Think of the last time you were attempting to explain yourself to a narcissist, and you felt like you were just spinning your wheels. Narcissists are defined by their self-absorption, entitlement, low capacity for empathy, controlling agenda, and inability to receive input. That being the case, it is very common for them to send you the message that your separate thoughts, perceptions, and feelings are unwanted. And if you feed them information they don’t want, then in their minds, you become nothing.

This leaves you with the feeling of being unseen. You naturally wonder, “Am I just a Nobody who has nothing to offer?” Predictably, you may plead your case strongly. You can appeal to logic. Or you can talk about the need for fair play. You might justify your decency.

And yet, through word or deed, the narcissist will convey:

“You are invisible to me.”
“As far as I’m concerned, you have no validity.”
“Your emotional appeals do not move me.”
“I don’t care about your unique, mitigating circumstances.”
“I only recognize people who defer to my way of being.”

So, when I say narcissists have a low capacity for empathy, I mean low. As differences arise, instead of using it as an opportunity to know you better, narcissists cannot see you as one who has something to offer. You are merely a nuisance.

Keep in mind, narcissists are predisposed to see only what they want to see. They approach you with a self-serving agenda. As long as you fit their grooves, you can be in their club. But if you wish to talk about your needs or feelings, they prove incapable of entering into that exchange. Instead, they let you know that you are merely someone to be used, period. You are just an empty shell who should feel privileged to be filled by them.

It is essential to understand that narcissists are driven by longstanding fears.

Deeply insecure, they need you (they are desperate) to admire and affirm them. Over time, they make it clear that you have been assigned the task of showing obedience and deference. And that insecurity acts as a wall preventing them from seeing anything beyond their own neediness.

To make matters worse, instead of being honest about those tensions, they seek power and superiority as compensation, and that need for power is what cancels any chance for empathy. Being fixated in childish fear, they lack analytical thinking, since that requires an open, curious mind.

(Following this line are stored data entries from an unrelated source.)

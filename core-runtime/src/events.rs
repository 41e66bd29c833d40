//! # Event Bus System
//!
//! Lifecycle notifications of a player, carried over `tokio::sync::broadcast`.
//!
//! ## Overview
//!
//! - **[`PlayerEvent`]**: the notifications a playback intent raises
//! - **[`EventBus`]**: broadcast channel with any number of subscribers
//! - **[`EventStream`]**: receiver wrapper with optional filtering
//!
//! Notifications are fire-and-forget. Emitting with no subscriber reports an
//! error from [`EventBus::emit`] that callers are expected to ignore, and a
//! closed bus silently drops everything.
//!
//! ```text
//! ┌──────────┐  PathChanged, Started…   ┌──────────┐   subscribe   ┌─────────┐
//! │   Host   ├─────────────────────────>│          ├──────────────>│ Binding │
//! └──────────┘                          │ EventBus │               └────┬────┘
//!                                       │          │<──────────────────┘
//!                                       └──────────┘  LoadCompleted,
//!                                                     FinishedPlaying
//! ```
//!
//! ## Usage
//!
//! ```rust
//! use core_runtime::events::{EventBus, EventStream, EventOrigin, PlayerEvent};
//!
//! # #[tokio::main]
//! # async fn main() {
//! let bus = EventBus::new(16);
//! let mut host_events = EventStream::new(bus.subscribe())
//!     .filter(|event| event.origin() == EventOrigin::Host);
//!
//! bus.emit(PlayerEvent::LoadCompleted).ok();
//! bus.emit(PlayerEvent::Started).ok();
//!
//! assert_eq!(host_events.recv().await.unwrap(), PlayerEvent::Started);
//! # }
//! ```
//!
//! ## Error Handling
//!
//! - **`RecvError::Lagged(n)`**: the subscriber fell `n` events behind. Non-fatal.
//! - **`RecvError::Closed`**: the bus was closed or dropped. Subscribers exit.

use bridge_traits::geometry::Rect;
use parking_lot::RwLock;
use serde::{Deserialize, Serialize};
use std::fmt;
use std::sync::Arc;
use tokio::sync::broadcast;

pub use tokio::sync::broadcast::error::{RecvError, SendError};
pub use tokio::sync::broadcast::Receiver;

/// Default buffer size for the event bus channel.
pub const DEFAULT_EVENT_BUFFER_SIZE: usize = 64;

// ============================================================================
// Player Events
// ============================================================================

/// Lifecycle notification raised by a playback intent.
#[derive(Debug, Clone, Serialize, Deserialize, PartialEq)]
#[serde(tag = "event")]
pub enum PlayerEvent {
    /// The source path was assigned. Raised on every assignment.
    PathChanged,
    /// The host asked for the current source to be buffered.
    Buffered,
    /// The host asked for playback from the beginning.
    Started,
    Paused,
    Resumed,
    Stopped,
    SoughtBeginning,
    /// The backend reached the end of the media.
    FinishedPlaying,
    /// The video size of the current load cycle is known.
    LoadCompleted,
    /// The layout collaborator moved or resized the player.
    FrameChanged { frame: Rect },
}

/// Which side of the binding raises an event.
#[derive(Debug, Clone, Copy, PartialEq, Eq, Serialize, Deserialize)]
pub enum EventOrigin {
    /// Raised by the host through the intent's public API.
    Host,
    /// Raised by the backend binding to report observed state.
    Binding,
}

impl PlayerEvent {
    /// Returns a human-readable description of the event.
    pub fn description(&self) -> &str {
        match self {
            PlayerEvent::PathChanged => "Source path changed",
            PlayerEvent::Buffered => "Buffering requested",
            PlayerEvent::Started => "Playback start requested",
            PlayerEvent::Paused => "Pause requested",
            PlayerEvent::Resumed => "Resume requested",
            PlayerEvent::Stopped => "Stop requested",
            PlayerEvent::SoughtBeginning => "Seek to beginning requested",
            PlayerEvent::FinishedPlaying => "Playback finished",
            PlayerEvent::LoadCompleted => "Video size discovered",
            PlayerEvent::FrameChanged { .. } => "Player frame changed",
        }
    }

    /// Returns the severity level of the event.
    pub fn severity(&self) -> EventSeverity {
        match self {
            PlayerEvent::FinishedPlaying | PlayerEvent::LoadCompleted => EventSeverity::Info,
            _ => EventSeverity::Debug,
        }
    }

    pub fn origin(&self) -> EventOrigin {
        match self {
            PlayerEvent::FinishedPlaying | PlayerEvent::LoadCompleted => EventOrigin::Binding,
            _ => EventOrigin::Host,
        }
    }
}

/// Event severity levels for filtering and logging.
#[derive(Debug, Clone, Copy, PartialEq, Eq, PartialOrd, Ord, Serialize, Deserialize)]
pub enum EventSeverity {
    Debug,
    Info,
    Warning,
    Error,
}

// ============================================================================
// Event Bus
// ============================================================================

/// Broadcast bus for [`PlayerEvent`]s.
///
/// Clones share the same channel. [`EventBus::close`] drops the sender for
/// every clone at once: current subscribers observe `RecvError::Closed` once
/// drained, later emits are discarded and later subscribers receive a closed
/// receiver.
#[derive(Clone)]
pub struct EventBus {
    sender: Arc<RwLock<Option<broadcast::Sender<PlayerEvent>>>>,
}

impl EventBus {
    /// Creates a new event bus buffering up to `capacity` events per
    /// subscriber.
    ///
    /// # Panics
    ///
    /// Panics if `capacity` is zero. `PlayerConfig` validates this before a
    /// bus is ever built from it.
    pub fn new(capacity: usize) -> Self {
        let (sender, _) = broadcast::channel(capacity);
        Self {
            sender: Arc::new(RwLock::new(Some(sender))),
        }
    }

    /// Publishes an event to all subscribers.
    ///
    /// Returns the number of subscribers that received the event, or the
    /// event back if nobody is listening or the bus is closed.
    pub fn emit(&self, event: PlayerEvent) -> Result<usize, SendError<PlayerEvent>> {
        match self.sender.read().as_ref() {
            Some(sender) => sender.send(event),
            None => Err(SendError(event)),
        }
    }

    /// Creates a new subscriber. Past events are not replayed.
    pub fn subscribe(&self) -> Receiver<PlayerEvent> {
        match self.sender.read().as_ref() {
            Some(sender) => sender.subscribe(),
            None => {
                let (sender, receiver) = broadcast::channel(1);
                drop(sender);
                receiver
            }
        }
    }

    pub fn subscriber_count(&self) -> usize {
        self.sender
            .read()
            .as_ref()
            .map_or(0, broadcast::Sender::receiver_count)
    }

    /// Close the bus for every clone. Idempotent.
    pub fn close(&self) {
        self.sender.write().take();
    }

    pub fn is_closed(&self) -> bool {
        self.sender.read().is_none()
    }
}

impl Default for EventBus {
    fn default() -> Self {
        Self::new(DEFAULT_EVENT_BUFFER_SIZE)
    }
}

impl fmt::Debug for EventBus {
    fn fmt(&self, f: &mut fmt::Formatter<'_>) -> fmt::Result {
        f.debug_struct("EventBus")
            .field("subscriber_count", &self.subscriber_count())
            .field("closed", &self.is_closed())
            .finish()
    }
}

// ============================================================================
// Event Stream Wrapper
// ============================================================================

type EventFilter = Box<dyn Fn(&PlayerEvent) -> bool + Send + Sync>;

/// A wrapper around `broadcast::Receiver` with optional filtering.
pub struct EventStream {
    receiver: Receiver<PlayerEvent>,
    filter: Option<EventFilter>,
}

impl EventStream {
    pub fn new(receiver: Receiver<PlayerEvent>) -> Self {
        Self {
            receiver,
            filter: None,
        }
    }

    /// Only events matching `predicate` are returned by `recv()`.
    pub fn filter<F>(mut self, predicate: F) -> Self
    where
        F: Fn(&PlayerEvent) -> bool + Send + Sync + 'static,
    {
        self.filter = Some(Box::new(predicate));
        self
    }

    /// Receives the next event that passes the filter.
    ///
    /// # Errors
    ///
    /// Returns `RecvError::Lagged(n)` if the subscriber fell behind by `n` events.
    /// Returns `RecvError::Closed` once the bus is closed and drained.
    pub async fn recv(&mut self) -> Result<PlayerEvent, RecvError> {
        loop {
            let event = self.receiver.recv().await?;
            if self.accepts(&event) {
                return Ok(event);
            }
        }
    }

    /// Attempts to receive an event without waiting.
    ///
    /// Returns `None` if no events are currently available.
    pub fn try_recv(&mut self) -> Option<Result<PlayerEvent, RecvError>> {
        loop {
            match self.receiver.try_recv() {
                Ok(event) => {
                    if self.accepts(&event) {
                        return Some(Ok(event));
                    }
                }
                Err(broadcast::error::TryRecvError::Empty) => return None,
                Err(broadcast::error::TryRecvError::Lagged(n)) => {
                    return Some(Err(RecvError::Lagged(n)))
                }
                Err(broadcast::error::TryRecvError::Closed) => return Some(Err(RecvError::Closed)),
            }
        }
    }

    fn accepts(&self, event: &PlayerEvent) -> bool {
        self.filter.as_ref().map_or(true, |filter| filter(event))
    }
}

impl fmt::Debug for EventStream {
    fn fmt(&self, f: &mut fmt::Formatter<'_>) -> fmt::Result {
        f.debug_struct("EventStream")
            .field("has_filter", &self.filter.is_some())
            .finish()
    }
}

Narcissists cannot see you because they cannot see themselves accurately. They have concocted an alternate reality of their own making. There is little you can say or do to make them see the light.

Taking care of you

Let’s affirm, you are not abnormal when you wish to be noticed, validated, and included by the person in front of you. But when that person is far down the spectrum of narcissism, your normalcy will be deemed abnormal and your desire to be known will be ridiculed.

Subconsciously in the mind of a narcissist is the dream that they would be deemed as the Enlightened One who does no wrong, who is regaled by all as the Source Of Correctness. That dream does not include provisions for you, but it is foolishly self-centered only. It is little more than a fairy tale written by a scared little boy or girl, who wishes to be granted the fleeting designation of worth and regard.

As you are repeatedly reminded by the narcissist that there is no need to see you as valid, in a backward way there is a compliment to you. The narcissist conveys: “You don’t fit inside my Alternate Reality.” To that you can reply, “Good to know.” Then adjust your future plans accordingly.

~Les Carter, Ph.D.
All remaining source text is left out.